Promise dries up in the desert for AlphaTauri

Verstappen's post-qualifying penalty – allied to a grid drop for Bottas for the same offense – saw AlphaTauri's Pierre Gasly promoted to second on the grid alongside Hamilton and while the Frenchman lost a place to Alonso at the start, a solid points haul looked within reach before he faded after his Lap 13 pit stop, eventually finishing outside of the points in 11th. "Our pace was shocking today," Gasly admitted.
Pierre Gasly of Scuderia AlphaTauri at the Qatar Grand Prix on November 21, 2021.

Gasly's night started with promise, but ended with no points

© Getty Images/Red Bull Content Pool

Gasly's qualifying incident – where he ran over the kerbs at the penultimate corner, punctured his front right tyre and crawled to a halt – was the trigger for the yellow flags in Q3 that caused Verstappen and Bottas to be investigated and later penalised, and he was despondent after not converting the first front-row start for a French driver in nine years into points.
Team-mate Yuki Tsunoda also went backwards from a top-10 start. The Japanese rookie made Q3 for the fourth time in the past five races by qualifying eighth, but fell out of the points after the first of his two pit stops on Lap 9, coming home 13th.
AlphaTauri's first scoreless race since Russia in Round 16 was doubly costly in its fight for fifth in the Constructors' Championship with Alpine, as the French team banked 25 points for third with Alonso and fifth for his team-mate, Esteban Ocon.

Alonso defies the age barrier, Aston fights on

Fernando Alonso's podium was his first in 104 races and, remarkably, just the third for a driver over the age of 40 in the past 35 years, after Nigel Mansell (1994 Australian GP) and Michael Schumacher (European GP 2012). It was even better news for Alpine, which enjoyed its best race since Ocon's shock win in Hungary.
Elsewhere, Lance Stroll moved from 12th in qualifying and repelled Ferrari pair Charles Leclerc and Carlos Sainz for a meritorious seventh for Aston Martin, while McLaren's late-season stumble continued, Lando Norris's two points for ninth (and Daniel Ricciardo's innocuous drive to 12th) seeing it fall to 39 points behind Ferrari for third in the Constructors' Championship.

Taking it to the streets

After a Mexico-Brazil-Qatar triple-header that stretched the teams and drivers to their end-of-season stamina limits, F1 takes a breath before a back-to-back set of night races to finish the season. The first of them comes at the inaugural Saudi Arabian Grand Prix on December 6 in the coastal city of Jeddah.
The brand-new Jeddah Corniche Circuit is no ordinary street track; no circuit on the calendar has more than its 27 corners, while at 6.174km, only Spa-Francorchamps in Belgium is longer (7.004km).

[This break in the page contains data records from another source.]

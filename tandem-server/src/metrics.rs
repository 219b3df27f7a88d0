//! Process-wide counters, exposed by `/metrics`.
//!
//! Tracked with atomics so the message hot path never takes a lock; reads
//! go through [`Metrics::snapshot`]. The struct is created once at startup
//! and shared by `Arc` — there is no global.

use std::sync::atomic::{AtomicI64, AtomicU64, Ordering};

use serde::{Deserialize, Serialize};

#[derive(Debug, Default)]
pub struct Metrics {
    active_connections: AtomicI64,
    messages_sent: AtomicU64,
    messages_received: AtomicU64,
    documents_active: AtomicI64,
    documents_saved: AtomicU64,
}

/// Point-in-time copy of the counters, in the wire shape of `/metrics`.
#[derive(Debug, Clone, PartialEq, Eq, Serialize, Deserialize)]
pub struct MetricsSnapshot {
    pub active_connections: i64,
    pub messages_sent: u64,
    pub messages_received: u64,
    pub documents_active: i64,
    pub documents_saved: u64,
}

impl Metrics {
    pub fn connection_opened(&self) {
        self.active_connections.fetch_add(1, Ordering::Relaxed);
    }

    pub fn connection_closed(&self) {
        self.active_connections.fetch_sub(1, Ordering::Relaxed);
    }

    pub fn message_sent(&self) {
        self.messages_sent.fetch_add(1, Ordering::Relaxed);
    }

    pub fn message_received(&self) {
        self.messages_received.fetch_add(1, Ordering::Relaxed);
    }

    pub fn document_opened(&self) {
        self.documents_active.fetch_add(1, Ordering::Relaxed);
    }

    pub fn document_closed(&self) {
        self.documents_active.fetch_sub(1, Ordering::Relaxed);
    }

    pub fn document_saved(&self) {
        self.documents_saved.fetch_add(1, Ordering::Relaxed);
    }

    pub fn active_connections(&self) -> i64 {
        self.active_connections.load(Ordering::Relaxed)
    }

    pub fn snapshot(&self) -> MetricsSnapshot {
        MetricsSnapshot {
            active_connections: self.active_connections.load(Ordering::Relaxed),
            messages_sent: self.messages_sent.load(Ordering::Relaxed),
            messages_received: self.messages_received.load(Ordering::Relaxed),
            documents_active: self.documents_active.load(Ordering::Relaxed),
            documents_saved: self.documents_saved.load(Ordering::Relaxed),
        }
    }
}
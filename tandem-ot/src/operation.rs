//! Edit operations positioned by byte offset, and the pairwise transform
//! that reconciles two operations generated from the same base content.
//!
//! Positions are byte offsets into UTF-8 text. Offsets that would split a
//! multi-byte sequence are rejected by [`apply`], and [`diff`] only emits
//! operations whose boundaries fall on character boundaries — anything
//! else degrades to [`Operation::Retain`] and is resolved upstream.

use serde::{Deserialize, Serialize};
use thiserror::Error;

/// Errors from applying an operation to document content.
#[derive(Debug, Clone, PartialEq, Eq, Error)]
pub enum OtError {
    /// Insert offset outside the content, or inside a UTF-8 sequence.
    #[error("invalid insert position {position} (content length {len})")]
    InvalidPosition { position: usize, len: usize },
    /// Delete range outside the content, or misaligned with UTF-8.
    #[error("invalid delete range {start}..{end} (content length {len})")]
    InvalidRange { start: usize, end: usize, len: usize },
}

/// A single edit operation.
///
/// `client` is the stable identifier of the peer whose action produced the
/// operation; it doubles as the tiebreaker for same-position concurrent
/// inserts. `version` is the document version the peer believed current
/// when it generated the change.
#[derive(Debug, Clone, PartialEq, Eq, Serialize, Deserialize)]
pub enum Operation {
    Insert {
        position: usize,
        text: String,
        client: String,
        version: u64,
    },
    Delete {
        position: usize,
        length: usize,
        client: String,
        version: u64,
    },
    /// No-change placeholder returned by [`diff`].
    Retain,
}

impl Operation {
    /// Originating client, if any.
    pub fn client(&self) -> Option<&str> {
        match self {
            Operation::Insert { client, .. } | Operation::Delete { client, .. } => Some(client),
            Operation::Retain => None,
        }
    }

    pub fn is_retain(&self) -> bool {
        matches!(self, Operation::Retain)
    }

    /// Stamp the base version the client generated this operation against.
    pub fn with_version(mut self, v: u64) -> Self {
        match &mut self {
            Operation::Insert { version, .. } | Operation::Delete { version, .. } => *version = v,
            Operation::Retain => {}
        }
        self
    }
}

/// Apply `op` to `content`, producing the new content.
///
/// The input is never mutated; an error leaves the caller's state intact.
pub fn apply(content: &str, op: &Operation) -> Result<String, OtError> {
    match op {
        Operation::Insert { position, text, .. } => {
            let p = *position;
            if p > content.len() || !content.is_char_boundary(p) {
                return Err(OtError::InvalidPosition {
                    position: p,
                    len: content.len(),
                });
            }
            let mut out = String::with_capacity(content.len() + text.len());
            out.push_str(&content[..p]);
            out.push_str(text);
            out.push_str(&content[p..]);
            Ok(out)
        }
        Operation::Delete {
            position, length, ..
        } => {
            let p = *position;
            let end = p.checked_add(*length).unwrap_or(usize::MAX);
            if end > content.len() || !content.is_char_boundary(p) || !content.is_char_boundary(end)
            {
                return Err(OtError::InvalidRange {
                    start: p,
                    end,
                    len: content.len(),
                });
            }
            let mut out = String::with_capacity(content.len() - *length);
            out.push_str(&content[..p]);
            out.push_str(&content[end..]);
            Ok(out)
        }
        Operation::Retain => Ok(content.to_string()),
    }
}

It's also a super-fast layout despite its street circuit DNA, with a series of blind sweeps and turns that will showcase the cornering capabilities of F1 cars driven on the ragged edge. Think of the final sector of the Baku layout in Azerbaijan, only faster and longer.
Round 21 of 2021 will be the first of two Grands Prix in a four-race span for the circuit, which will host the second event of the 2022 season after the new campaign roars into life a short flight to the east in Bahrain next March.